I have my hands behind my back in the reference section of the Chester Beatty Library, a pen in one of them. I am terrified that I will topple over and fall on the priceless 1,000-year-old illuminated Koran on the table in front of me. Even though my pen is firmly closed, I am picturing a scenario where it explodes black ink all over these open pages, which are usually displayed safely behind glass.

These things do not happen, I am relieved to report. I do not damage or destroy any of the rare and precious objects that will be featuring in the library's newest exhibition, Gift of a Lifetime: Treasures from Chester Beatty's Collection. This year marks the 50th anniversary of the mining magnate and philanthropist's extraordinary bequest to the State: about 20,000 manuscripts, paintings, objects, scrolls, textiles, woodblocks and books.
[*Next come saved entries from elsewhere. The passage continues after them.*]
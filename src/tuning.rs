//! Data-driven game balance
//!
//! Every number the simulation reads lives in [`Tuning`]. Defaults come from
//! [`crate::consts`]; hosts can override any subset from JSON.

use serde::{Deserialize, Serialize};

use crate::consts::*;

/// Tuning validation errors
#[derive(Debug, thiserror::Error)]
pub enum TuningError {
    #[error("Invalid tuning JSON: {0}")]
    Json(#[from] serde_json::Error),

    #[error("{0} must be positive")]
    NotPositive(&'static str),

    #[error("{0} must be within [0, 1]")]
    NotUnit(&'static str),

    #[error("max_tier must be within 1..=255, got {0}")]
    MaxTier(u32),

    #[error("inner_radius ({inner}) must be smaller than play_radius ({outer})")]
    InnerRadius { inner: f32, outer: f32 },

    #[error("spawn tier weights must be non-empty, non-zero and at most max_tier long")]
    SpawnWeights,
}

/// Game balance constants
#[derive(Debug, Clone, PartialEq, Serialize, Deserialize)]
#[serde(default)]
pub struct Tuning {
    pub base_radius: f32,
    pub tier_scale_factor: f32,
    pub max_tier: u8,
    pub max_visible_tier: u32,

    pub play_radius: f32,
    pub inner_radius: f32,

    pub center_attraction: f32,
    pub attraction_reference: f32,
    pub max_attraction_boost: f32,
    pub distance_epsilon: f32,

    pub damping: f32,
    pub max_speed: f32,
    pub restitution: f32,
    pub connection_range: f32,

    pub session_length: f32,
    pub fever_threshold: f32,
    pub fever_duration: f32,
    pub removal_delay: f32,
    pub initial_population: usize,

    pub spawn_ring_fraction: f32,
    pub spawns_per_frame: u32,
    /// Relative weights for spawn tiers, index 0 = tier 1
    pub spawn_tier_weights: Vec<u32>,
}

impl Default for Tuning {
    fn default() -> Self {
        Self {
            base_radius: BASE_RADIUS,
            tier_scale_factor: TIER_SCALE_FACTOR,
            max_tier: MAX_TIER,
            max_visible_tier: MAX_VISIBLE_TIER,

            play_radius: PLAY_RADIUS,
            inner_radius: INNER_RADIUS,

            center_attraction: CENTER_ATTRACTION,
            attraction_reference: ATTRACTION_REFERENCE,
            max_attraction_boost: MAX_ATTRACTION_BOOST,
            distance_epsilon: DISTANCE_EPSILON,

            damping: DAMPING,
            max_speed: MAX_SPEED,
            restitution: RESTITUTION,
            connection_range: CONNECTION_RANGE,

            session_length: SESSION_LENGTH,
            fever_threshold: FEVER_THRESHOLD,
            fever_duration: FEVER_DURATION,
            removal_delay: REMOVAL_DELAY,
            initial_population: INITIAL_POPULATION,

            spawn_ring_fraction: SPAWN_RING_FRACTION,
            spawns_per_frame: SPAWNS_PER_FRAME,
            spawn_tier_weights: SPAWN_TIER_WEIGHTS.to_vec(),
        }
    }
}

impl Tuning {
    /// Parse tuning overrides from JSON; missing fields keep their defaults
    pub fn from_json(json: &str) -> Result<Self, TuningError> {
        let tuning: Tuning = serde_json::from_str(json)?;
        tuning.validate()?;
        Ok(tuning)
    }

    /// Reject values the simulation cannot run with
    pub fn validate(&self) -> Result<(), TuningError> {
        let positive = [
            ("base_radius", self.base_radius),
            ("tier_scale_factor", self.tier_scale_factor),
            ("play_radius", self.play_radius),
            ("distance_epsilon", self.distance_epsilon),
            ("max_speed", self.max_speed),
            ("connection_range", self.connection_range),
            ("session_length", self.session_length),
            ("fever_threshold", self.fever_threshold),
            ("fever_duration", self.fever_duration),
        ];
        for (name, value) in positive {
            if !(value > 0.0) {
                return Err(TuningError::NotPositive(name));
            }
        }
        if self.max_visible_tier == 0 {
            return Err(TuningError::NotPositive("max_visible_tier"));
        }
        if self.spawns_per_frame == 0 {
            return Err(TuningError::NotPositive("spawns_per_frame"));
        }
        if self.max_tier == 0 {
            return Err(TuningError::MaxTier(self.max_tier as u32));
        }

        let unit = [
            ("damping", self.damping),
            ("restitution", self.restitution),
            ("spawn_ring_fraction", self.spawn_ring_fraction),
        ];
        for (name, value) in unit {
            if !(0.0..=1.0).contains(&value) {
                return Err(TuningError::NotUnit(name));
            }
        }

        if self.inner_radius < 0.0 || self.inner_radius >= self.play_radius {
            return Err(TuningError::InnerRadius {
                inner: self.inner_radius,
                outer: self.play_radius,
            });
        }

        let weights = &self.spawn_tier_weights;
        if weights.is_empty()
            || weights.len() > self.max_tier as usize
            || weights.iter().all(|&w| w == 0)
        {
            return Err(TuningError::SpawnWeights);
        }

        Ok(())
    }

    /// Radius multiplier for a tier: `TIER_SCALE_FACTOR^(tier-1)`
    #[inline]
    pub fn tier_scale(&self, tier: u8) -> f32 {
        self.tier_scale_factor.powi(tier as i32 - 1)
    }

    /// Collision/visual radius for a tier
    #[inline]
    pub fn radius_for_tier(&self, tier: u8) -> f32 {
        self.base_radius * self.tier_scale(tier)
    }
}
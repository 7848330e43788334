//! Puc Rush entry point
//!
//! The browser build is driven through `puc_rush::web`. Natively this runs a
//! headless demo session: the autoplayer plays one full round on a simulated
//! 60 Hz clock and the result is logged.

#[cfg(not(target_arch = "wasm32"))]
fn main() {
    use puc_rush::autoplay::Autoplayer;
    use puc_rush::{GameEvent, HighScores, Session};

    env_logger::Builder::from_env(env_logger::Env::default().default_filter_or("info")).init();

    let seed = std::env::args()
        .nth(1)
        .and_then(|arg| arg.parse::<u64>().ok())
        .unwrap_or(0x5eed);
    log::info!("Puc Rush (native) starting...");

    let mut session = Session::new(seed);
    let mut bot = Autoplayer::default();
    let mut high_scores = HighScores::new();

    let frame_ms = 1000.0 / 60.0;
    let frame_secs = (frame_ms / 1000.0) as f32;
    let mut now = 0.0;
    let mut chains = 0u32;
    let mut finished = false;

    session.tick(now);
    while !finished {
        now += frame_ms;
        session.tick(now);

        for event in session.drain_events() {
            match event {
                GameEvent::MatchResolved {
                    length,
                    points,
                    merged_tier,
                } => {
                    chains += 1;
                    log::debug!("chain {length} -> {points} pts (merged: {merged_tier:?})");
                }
                GameEvent::FeverStarted => log::info!("FEVER at {:.1}s", now / 1000.0),
                GameEvent::FeverEnded => log::info!("Fever ended at {:.1}s", now / 1000.0),
                GameEvent::GameOver { final_score } => {
                    high_scores.add_score(final_score, now);
                    finished = true;
                }
            }
        }

        bot.update(&mut session, frame_secs);
    }

    let snapshot = session.snapshot();
    println!(
        "Seed {seed}: {} points from {chains} chains, {} pucs on the board",
        snapshot.score,
        snapshot.pucs.len()
    );
    if let Some(top) = high_scores.top_score() {
        println!("Best this run: {top}");
    }
}

#[cfg(target_arch = "wasm32")]
fn main() {
    // WASM entry point is puc_rush::web, this is just to satisfy the compiler
}
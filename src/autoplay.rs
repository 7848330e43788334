//! Idle/demo mode - a bot that plays the game
//!
//! Looks for the longest chain it can trace greedily and plays it through the
//! same pointer events a human would send.

use glam::Vec2;

use crate::sim::selection::{hit_test, is_adjacent};
use crate::sim::{MatchOutcome, PucId, Session};

/// Seconds between moves by default
pub const DEFAULT_THINK_TIME: f32 = 0.75;

/// Trace the longest greedy chain on the board.
///
/// From every live puc, repeatedly step to the nearest legal neighbor not yet
/// in the path. Only paths whose every point hit-tests to the intended puc are
/// kept, so replaying them through the pointer events reproduces the chain.
pub fn find_best_chain(session: &Session) -> Option<Vec<Vec2>> {
    let state = session.state();
    let tuning = session.tuning();
    let live: Vec<_> = state.pucs.iter_active().collect();

    let mut best: Vec<PucId> = Vec::new();
    for &(start_id, _) in &live {
        let mut path = vec![start_id];
        let mut current = start_id;

        loop {
            let Some(cur) = state.pucs.get(current) else {
                break;
            };
            let next = live
                .iter()
                .filter(|(id, p)| !path.contains(id) && is_adjacent(cur, p, tuning))
                .filter(|(id, p)| hit_test(&state.pucs, tuning, p.pos) == Some(*id))
                .min_by(|a, b| {
                    a.1.pos
                        .distance_squared(cur.pos)
                        .partial_cmp(&b.1.pos.distance_squared(cur.pos))
                        .unwrap_or(std::cmp::Ordering::Equal)
                });
            match next {
                Some(&(id, _)) => {
                    path.push(id);
                    current = id;
                }
                None => break,
            }
        }

        let start_hits = state
            .pucs
            .get(start_id)
            .is_some_and(|p| hit_test(&state.pucs, tuning, p.pos) == Some(start_id));
        if start_hits && path.len() > best.len() {
            best = path;
        }
    }

    if best.is_empty() {
        return None;
    }
    Some(
        best.iter()
            .filter_map(|&id| state.pucs.get(id).map(|p| p.pos))
            .collect(),
    )
}

/// Feed press/move/release for a traced chain
pub fn play_chain(session: &mut Session, points: &[Vec2]) -> Option<MatchOutcome> {
    let (first, rest) = points.split_first()?;
    session.press_at(first.x, first.y);
    for p in rest {
        session.move_at(p.x, p.y);
    }
    let last = rest.last().unwrap_or(first);
    session.release_at(last.x, last.y)
}

/// Plays one chain every `think_time` seconds
#[derive(Debug, Clone)]
pub struct Autoplayer {
    pub think_time: f32,
    cooldown: f32,
}

impl Default for Autoplayer {
    fn default() -> Self {
        Self::new(DEFAULT_THINK_TIME)
    }
}

impl Autoplayer {
    pub fn new(think_time: f32) -> Self {
        Self {
            think_time,
            cooldown: think_time,
        }
    }

    /// Call once per frame between ticks. Returns the outcome when a chain was played.
    pub fn update(&mut self, session: &mut Session, dt: f32) -> Option<MatchOutcome> {
        if session.state().is_over() {
            return None;
        }
        self.cooldown -= dt;
        if self.cooldown > 0.0 {
            return None;
        }
        self.cooldown = self.think_time;

        let chain = find_best_chain(session)?;
        play_chain(session, &chain)
    }
}

#[cfg(test)]
mod tests {
    use super::*;

    #[test]
    fn test_finds_a_chain_on_fresh_board() {
        let session = Session::new(31337);
        let chain = find_best_chain(&session).expect("a populated board has a chain");
        assert!(!chain.is_empty());
    }

    #[test]
    fn test_played_chain_scores() {
        let mut session = Session::new(31337);
        let chain = find_best_chain(&session).expect("a populated board has a chain");

        let outcome = play_chain(&mut session, &chain).expect("chain resolves");
        assert_eq!(outcome.length, chain.len());
        assert!(session.state().score > 0);
    }

    #[test]
    fn test_autoplayer_waits_for_think_time() {
        let mut session = Session::new(5);
        let mut bot = Autoplayer::new(0.5);

        assert!(bot.update(&mut session, 0.25).is_none());
        assert!(bot.update(&mut session, 0.25).is_some());
        assert!(session.state().score > 0);
    }

    #[test]
    fn test_empty_board_has_no_chain() {
        let tuning = crate::Tuning {
            initial_population: 0,
            ..crate::Tuning::default()
        };
        let session = Session::with_tuning(tuning, 1).expect("valid tuning");
        assert!(find_best_chain(&session).is_none());
    }
}
//! Gravity-well integrator and overlap relaxation
//!
//! One step per host frame, no sub-stepping. The collision pass is a single
//! relaxation sweep: densely packed pucs shed residual overlap over several
//! frames rather than all at once.

use glam::Vec2;

use super::collision::{
    circle_circle_collision, inner_disk_collision, outer_wall_collision, reflect_velocity,
};
use super::puc::{Puc, PucId, PucRegistry};
use crate::consts::REFERENCE_FPS;
use crate::tuning::Tuning;

/// Advance every non-removing puc by `dt` seconds
pub fn step(pucs: &mut PucRegistry, tuning: &Tuning, dt: f32) {
    if dt <= 0.0 {
        return;
    }

    let ids = pucs.active_ids();
    for &id in &ids {
        if let Some(puc) = pucs.get_mut(id) {
            integrate(puc, tuning, dt);
        }
    }

    resolve_collisions(pucs, &ids, tuning);

    for &id in &ids {
        if let Some(puc) = pucs.get_mut(id) {
            constrain_to_arena(puc, tuning);
        }
    }
}

/// Pull toward the center, damp, clamp speed, then move
pub fn integrate(puc: &mut Puc, tuning: &Tuning, dt: f32) {
    // --- GRAVITY WELL ---
    // Inverse distance scaling: stronger near the center, capped
    let dist = puc.pos.length().max(tuning.distance_epsilon);
    let to_center = -puc.pos / dist;
    let boost = (tuning.attraction_reference / dist).min(tuning.max_attraction_boost);
    puc.vel += to_center * tuning.center_attraction * boost * dt;

    // Damping is specified per 60 Hz frame
    puc.vel *= tuning.damping.powf(dt * REFERENCE_FPS);
    puc.vel = puc.vel.clamp_length_max(tuning.max_speed);

    puc.pos += puc.vel * dt;
}

/// Single O(n²) pass over `ids` in order, i < j. Returns the number of contacts.
pub fn resolve_collisions(pucs: &mut PucRegistry, ids: &[PucId], tuning: &Tuning) -> usize {
    let mut contacts = 0;

    for (i, &a_id) in ids.iter().enumerate() {
        for &b_id in &ids[i + 1..] {
            let Some((a, b)) = pucs.get_pair_mut(a_id, b_id) else {
                continue;
            };

            let scale_a = tuning.tier_scale(a.tier);
            let scale_b = tuning.tier_scale(b.tier);
            let contact_distance = tuning.base_radius * 2.0 * (scale_a + scale_b) * 0.5;

            let hit = circle_circle_collision(a.pos, b.pos, contact_distance, tuning.distance_epsilon);
            if !hit.hit {
                continue;
            }
            contacts += 1;

            // The larger piece takes the smaller share of both corrections
            let total = scale_a + scale_b;
            let share_a = scale_b / total;
            let share_b = scale_a / total;

            a.pos -= hit.normal * hit.penetration * share_a;
            b.pos += hit.normal * hit.penetration * share_b;

            let closing = (b.vel - a.vel).dot(hit.normal);
            if closing < 0.0 {
                let impulse = -(1.0 + tuning.restitution) * closing;
                a.vel -= hit.normal * impulse * share_a;
                b.vel += hit.normal * impulse * share_b;
            }
        }
    }

    contacts
}

/// Keep a puc inside the annulus, bouncing it off either boundary
pub fn constrain_to_arena(puc: &mut Puc, tuning: &Tuning) {
    let radius = tuning.radius_for_tier(puc.tier);

    let outer = outer_wall_collision(puc.pos, radius, tuning.play_radius);
    if outer.hit {
        puc.pos += outer.normal * outer.penetration;
        puc.vel = bounce(puc.vel, outer.normal, tuning.restitution);
    }

    let inner = inner_disk_collision(
        puc.pos,
        radius,
        tuning.inner_radius,
        tuning.distance_epsilon,
    );
    if inner.hit {
        puc.pos += inner.normal * inner.penetration;
        puc.vel = bounce(puc.vel, inner.normal, tuning.restitution);
    }
}

/// Reflect and damp, but only when moving into the surface
fn bounce(vel: Vec2, normal: Vec2, restitution: f32) -> Vec2 {
    if vel.dot(normal) < 0.0 {
        reflect_velocity(vel, normal) * restitution
    } else {
        vel
    }
}
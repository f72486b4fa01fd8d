use std::fmt;
use std::sync::atomic::{AtomicU64, Ordering};
use std::sync::Arc;
use std::time::Duration;

/// Counters for one pipe, shared by its reader and writer
#[derive(Debug, Clone, Default)]
pub struct PipeMetrics {
    /// Bytes accepted by the writer
    bytes_written: Arc<AtomicU64>,
    /// Bytes released by the reader
    bytes_released: Arc<AtomicU64>,
    /// Number of writes that had to wait for the reader (backpressure)
    write_blocks: Arc<AtomicU64>,
    /// Number of times unread bytes were slid back to offset zero
    compactions: Arc<AtomicU64>,
}

impl PipeMetrics {
    /// Create a new set of counters
    pub fn new() -> Self {
        Self::default()
    }

    pub fn record_written(&self, n: usize) {
        self.bytes_written.fetch_add(n as u64, Ordering::Relaxed);
    }

    pub fn record_released(&self, n: usize) {
        self.bytes_released.fetch_add(n as u64, Ordering::Relaxed);
    }

    /// Record a block event (backpressure triggered)
    pub fn record_block(&self) {
        self.write_blocks.fetch_add(1, Ordering::Relaxed);
    }

    pub fn record_compaction(&self) {
        self.compactions.fetch_add(1, Ordering::Relaxed);
    }

    /// Get the total number of bytes written
    pub fn total_written(&self) -> u64 {
        self.bytes_written.load(Ordering::Relaxed)
    }

    /// Get the total number of bytes released by the reader
    pub fn total_released(&self) -> u64 {
        self.bytes_released.load(Ordering::Relaxed)
    }

    /// Get the total number of block events
    pub fn total_blocks(&self) -> u64 {
        self.write_blocks.load(Ordering::Relaxed)
    }

    pub fn total_compactions(&self) -> u64 {
        self.compactions.load(Ordering::Relaxed)
    }
}

/// What one stage did during a run
#[derive(Debug, Clone, PartialEq)]
pub struct StageSnapshot {
    pub name: String,
    pub bytes_in: u64,
    pub bytes_out: u64,
    /// Writes to the next stage that waited for room
    pub blocked_writes: u64,
    pub compactions: u64,
    pub elapsed: Duration,
}

impl StageSnapshot {
    /// Build a snapshot from the stage's input and output pipes
    pub fn from_pipes(
        name: impl Into<String>,
        input: &PipeMetrics,
        output: &PipeMetrics,
        elapsed: Duration,
    ) -> Self {
        Self {
            name: name.into(),
            bytes_in: input.total_released(),
            bytes_out: output.total_written(),
            blocked_writes: output.total_blocks(),
            compactions: output.total_compactions(),
            elapsed,
        }
    }

    /// Input consumed per second
    pub fn throughput_bps(&self) -> f64 {
        let secs = self.elapsed.as_secs_f64();
        if secs == 0.0 {
            0.0
        } else {
            self.bytes_in as f64 / secs
        }
    }

    /// Format metrics as a human-readable string
    pub fn format(&self) -> String {
        format!(
            "{}: In: {} B, Out: {} B, Blocks: {}, Compactions: {}, \
             Throughput: {:.2} B/s, Elapsed: {:.3}s",
            self.name,
            self.bytes_in,
            self.bytes_out,
            self.blocked_writes,
            self.compactions,
            self.throughput_bps(),
            self.elapsed.as_secs_f64()
        )
    }
}

/// Per-stage summary of a finished run
#[derive(Debug, Clone, Default, PartialEq)]
pub struct RunReport {
    pub stages: Vec<StageSnapshot>,
    pub elapsed: Duration,
}

impl fmt::Display for RunReport {
    fn fmt(&self, f: &mut fmt::Formatter<'_>) -> fmt::Result {
        writeln!(f, "Pipeline Metrics Summary:")?;
        for (i, stage) in self.stages.iter().enumerate() {
            writeln!(f, "  Stage {}: {}", i, stage.format())?;
        }
        writeln!(f, "  Total: {:.3}s", self.elapsed.as_secs_f64())
    }
}
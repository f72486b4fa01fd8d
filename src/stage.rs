use crate::buffer::{PipeReader, PipeWriter};
use crate::config::RunContext;
use crate::error::{PipelineError, Result};
use crate::stages::{Bunzip2, DragEnd, GroupMultiline, Gunzip, Ignore, NoEmpty, Only, UnixYear};
use log::{debug, error};
use regex::bytes::Regex;
use std::io::{BufWriter, Write};
use std::time::{Duration, Instant};

/// One transform in a pipeline
pub trait Stage: Send + 'static {
    /// Registry name of this stage
    fn name(&self) -> &str;

    /// Configure the stage with a compiled pattern.
    ///
    /// Called once per argument, before `process`; a later pattern replaces an
    /// earlier one. Stages that take no argument ignore it.
    fn init(&mut self, _pattern: Regex) {}

    /// Whether the stage is unusable without a pattern
    fn requires_pattern(&self) -> bool {
        false
    }

    /// Called before the stage starts processing
    fn on_start(&mut self, _ctx: &RunContext) -> Result<()> {
        Ok(())
    }

    /// Consume `input` to end-of-stream, writing the transformed bytes
    fn process(&mut self, input: &mut PipeReader, output: &mut dyn Write) -> Result<()>;
}

/// Registry entry: a stage name and how to build a fresh instance
pub struct StageDescriptor {
    pub name: &'static str,
    pub build: fn() -> Box<dyn Stage>,
}

/// Every stage the compiler knows about, by name
pub static REGISTRY: &[StageDescriptor] = &[
    StageDescriptor {
        name: "bunzip2",
        build: || Box::new(Bunzip2::new()),
    },
    StageDescriptor {
        name: "bunzip2?",
        build: || Box::new(Bunzip2::sniffing()),
    },
    StageDescriptor {
        name: "dragend",
        build: || Box::new(DragEnd::default()),
    },
    StageDescriptor {
        name: "groupml",
        build: || Box::new(GroupMultiline::default()),
    },
    StageDescriptor {
        name: "gunzip",
        build: || Box::new(Gunzip::new()),
    },
    StageDescriptor {
        name: "gunzip?",
        build: || Box::new(Gunzip::sniffing()),
    },
    StageDescriptor {
        name: "ignore",
        build: || Box::new(Ignore::default()),
    },
    StageDescriptor {
        name: "noempty",
        build: || Box::new(NoEmpty),
    },
    StageDescriptor {
        name: "only",
        build: || Box::new(Only::default()),
    },
    StageDescriptor {
        name: "unixyear",
        build: || Box::new(UnixYear::default()),
    },
];

/// Build a fresh stage by registry name
pub fn lookup(name: &str) -> Option<Box<dyn Stage>> {
    REGISTRY
        .iter()
        .find(|d| d.name == name)
        .map(|d| (d.build)())
}

/// Names accepted by [`lookup`]
pub fn stage_names() -> impl Iterator<Item = &'static str> {
    REGISTRY.iter().map(|d| d.name)
}

/// Runs a stage between its input pipe and output pipe
pub struct StageRunner {
    input: PipeReader,
    output: PipeWriter,
}

impl StageRunner {
    /// Create a new stage runner
    pub fn new(input: PipeReader, output: PipeWriter) -> Self {
        Self { input, output }
    }

    /// Run the stage to completion.
    ///
    /// The output pipe is closed whatever the outcome, and the input pipe is
    /// dropped so a still-running producer stops instead of blocking.
    pub fn run(self, stage: &mut dyn Stage, ctx: &RunContext) -> Result<Duration> {
        let StageRunner { mut input, output } = self;
        let start = Instant::now();
        debug!("stage {} starting", stage.name());

        let mut out = BufWriter::new(output);
        let result = stage
            .on_start(ctx)
            .and_then(|_| stage.process(&mut input, &mut out))
            .and_then(|_| out.flush().map_err(PipelineError::from));
        drop(input);
        drop(out);

        let elapsed = start.elapsed();
        match result {
            Ok(()) => {
                debug!("stage {} finished in {:?}", stage.name(), elapsed);
                Ok(elapsed)
            }
            Err(e) => {
                if e.is_broken_pipe() {
                    debug!("stage {} stopped: downstream closed", stage.name());
                } else {
                    error!("stage {} error: {}", stage.name(), e);
                }
                Err(PipelineError::in_stage(stage.name(), e))
            }
        }
    }
}

#[cfg(test)]
mod tests {
    use super::*;
    use crate::buffer::pipe;
    use crate::config::PipeConfig;
    use std::io::Read;
    use std::thread;

    struct FailingStage;

    impl Stage for FailingStage {
        fn name(&self) -> &str {
            "failing"
        }

        fn process(&mut self, _input: &mut PipeReader, output: &mut dyn Write) -> Result<()> {
            output.write_all(b"partial")?;
            Err(PipelineError::LineTooLong { limit: 1 })
        }
    }

    #[test]
    fn test_registry_names_match_stages() {
        for descriptor in REGISTRY {
            let stage = (descriptor.build)();
            assert_eq!(stage.name(), descriptor.name);
        }
        assert_eq!(stage_names().count(), 10);
    }

    #[test]
    fn test_lookup_unknown_stage() {
        assert!(lookup("gzip").is_none());
        assert!(lookup("Gunzip").is_none());
        assert!(lookup("gunzip?").is_some());
    }

    #[test]
    fn test_pattern_requirements() {
        let needs: Vec<_> = REGISTRY
            .iter()
            .filter(|d| (d.build)().requires_pattern())
            .map(|d| d.name)
            .collect();
        assert_eq!(needs, vec!["dragend", "groupml", "ignore", "only"]);
    }

    #[test]
    fn test_runner_closes_output_on_error() {
        let config = PipeConfig::default();
        let (input, feed) = pipe(&config);
        let (mut drain, output) = pipe(&config);
        drop(feed);

        let handle = thread::spawn(move || {
            let mut stage = FailingStage;
            StageRunner::new(input, output).run(&mut stage, &RunContext::now())
        });

        let mut seen = Vec::new();
        drain.read_to_end(&mut seen).unwrap();
        let err = handle.join().unwrap().unwrap_err();

        assert_eq!(seen, b"partial");
        assert!(matches!(err, PipelineError::StageError { ref stage, .. } if stage == "failing"));
    }
}
use std::io;
use thiserror::Error;

/// Result type for pipeline compilation and execution
pub type Result<T> = std::result::Result<T, PipelineError>;

/// Errors that can occur while compiling or running a pipeline
#[derive(Error, Debug)]
pub enum PipelineError {
    /// Stage name not present in the registry
    #[error("unknown stage {name} at {offset}")]
    UnknownStage { name: String, offset: usize },

    /// Argument could not be compiled into a regular expression
    #[error("at {offset}: invalid pattern {pattern}: {source}")]
    InvalidPattern {
        pattern: String,
        offset: usize,
        #[source]
        source: regex::Error,
    },

    /// Character that cannot start any token
    #[error("unknown token at {offset}")]
    UnknownToken { offset: usize },

    /// Quoted literal or pattern missing its closing delimiter
    #[error("unterminated argument at {offset}")]
    UnterminatedArgument { offset: usize },

    /// Argument with no stage to configure
    #[error("at {offset}: argument does not follow a stage")]
    DanglingArgument { offset: usize },

    /// Stage that needs a pattern was given none
    #[error("at {offset}: stage {stage} requires a pattern")]
    MissingPattern { stage: String, offset: usize },

    /// A single line did not fit the reader's look-ahead
    #[error("line exceeds maximum window of {limit} bytes")]
    LineTooLong { limit: usize },

    /// Stage execution error
    #[error("stage {stage} failed: {source}")]
    StageError {
        stage: String,
        #[source]
        source: Box<PipelineError>,
    },

    /// Underlying read or write failure
    #[error(transparent)]
    Io(#[from] io::Error),

    /// Worker thread panicked
    #[error("Thread join error: {0}")]
    ThreadError(String),

    /// Configuration error
    #[error("Configuration error: {0}")]
    ConfigError(String),
}

impl PipelineError {
    /// Wrap an error raised while a stage was running
    pub fn in_stage(stage: impl Into<String>, err: PipelineError) -> Self {
        PipelineError::StageError {
            stage: stage.into(),
            source: Box::new(err),
        }
    }

    /// True when the error only reflects a consumer that went away.
    ///
    /// An upstream stage sees this once a downstream stage fails and drops
    /// its input, so it never explains a failure by itself.
    pub fn is_broken_pipe(&self) -> bool {
        match self {
            PipelineError::Io(e) => e.kind() == io::ErrorKind::BrokenPipe,
            PipelineError::StageError { source, .. } => source.is_broken_pipe(),
            _ => false,
        }
    }
}
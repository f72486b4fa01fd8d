//! Concurrent line-oriented stream processing for logs.
//!
//! A one-line program such as `gunzip? | groupml /^\S/ | noempty` is compiled
//! into a chain of stages. Each stage runs on its own thread and talks to the
//! next through a fixed-size ring buffer, so arbitrarily large inputs stream
//! through in bounded memory.
//!
//! # Features
//!
//! - Zero-copy single-producer/single-consumer pipes with windowed reads
//! - Backpressure: a fast producer blocks until its consumer catches up
//! - Built-in stages: `gunzip`, `bunzip2` (and sniffing `?` variants),
//!   `groupml`, `ignore`, `only`, `noempty`, `dragend`, `unixyear`
//! - Per-stage byte counts and timings for every run
//!
//! # Example
//!
//! ```
//! use linepipe::compile;
//!
//! let pipeline = compile(r#"noempty | ignore "DEBUG ""#)?;
//! let mut out = Vec::new();
//! pipeline.run(&b"DEBUG boot\n\nready\n"[..], &mut out)?;
//! assert_eq!(out, b"boot\nready\n");
//! # Ok::<(), linepipe::PipelineError>(())
//! ```

pub mod buffer;
pub mod compiler;
pub mod config;
pub mod error;
pub mod metrics;
pub mod pipeline;
pub mod stage;
pub mod stages;

// Re-exports for convenience
pub use buffer::{pipe, Lines, PipeReader, PipeWriter};
pub use compiler::compile;
pub use config::{PipeConfig, RunContext};
pub use error::{PipelineError, Result};
pub use metrics::{PipeMetrics, RunReport, StageSnapshot};
pub use pipeline::Pipeline;
pub use stage::{lookup, stage_names, Stage, StageDescriptor, StageRunner, REGISTRY};

/// Library version
pub const VERSION: &str = env!("CARGO_PKG_VERSION");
The library, whose home is in the grounds of Dublin Castle, is keen to point out that 28 of its 44 staff are women, including several of the curators, and those who put this exhibition together. Julia Poirier is a book conservator, and it is she who is so carefully turning the pages of this Koran that I fear I will somehow destroy.

The Koran is out for me to see because it is a personal favourite of Fionnuala Croke, the library's director. She and four of the other women who work at the library have each chosen a piece for the exhibition, so they can explain why each of them is important.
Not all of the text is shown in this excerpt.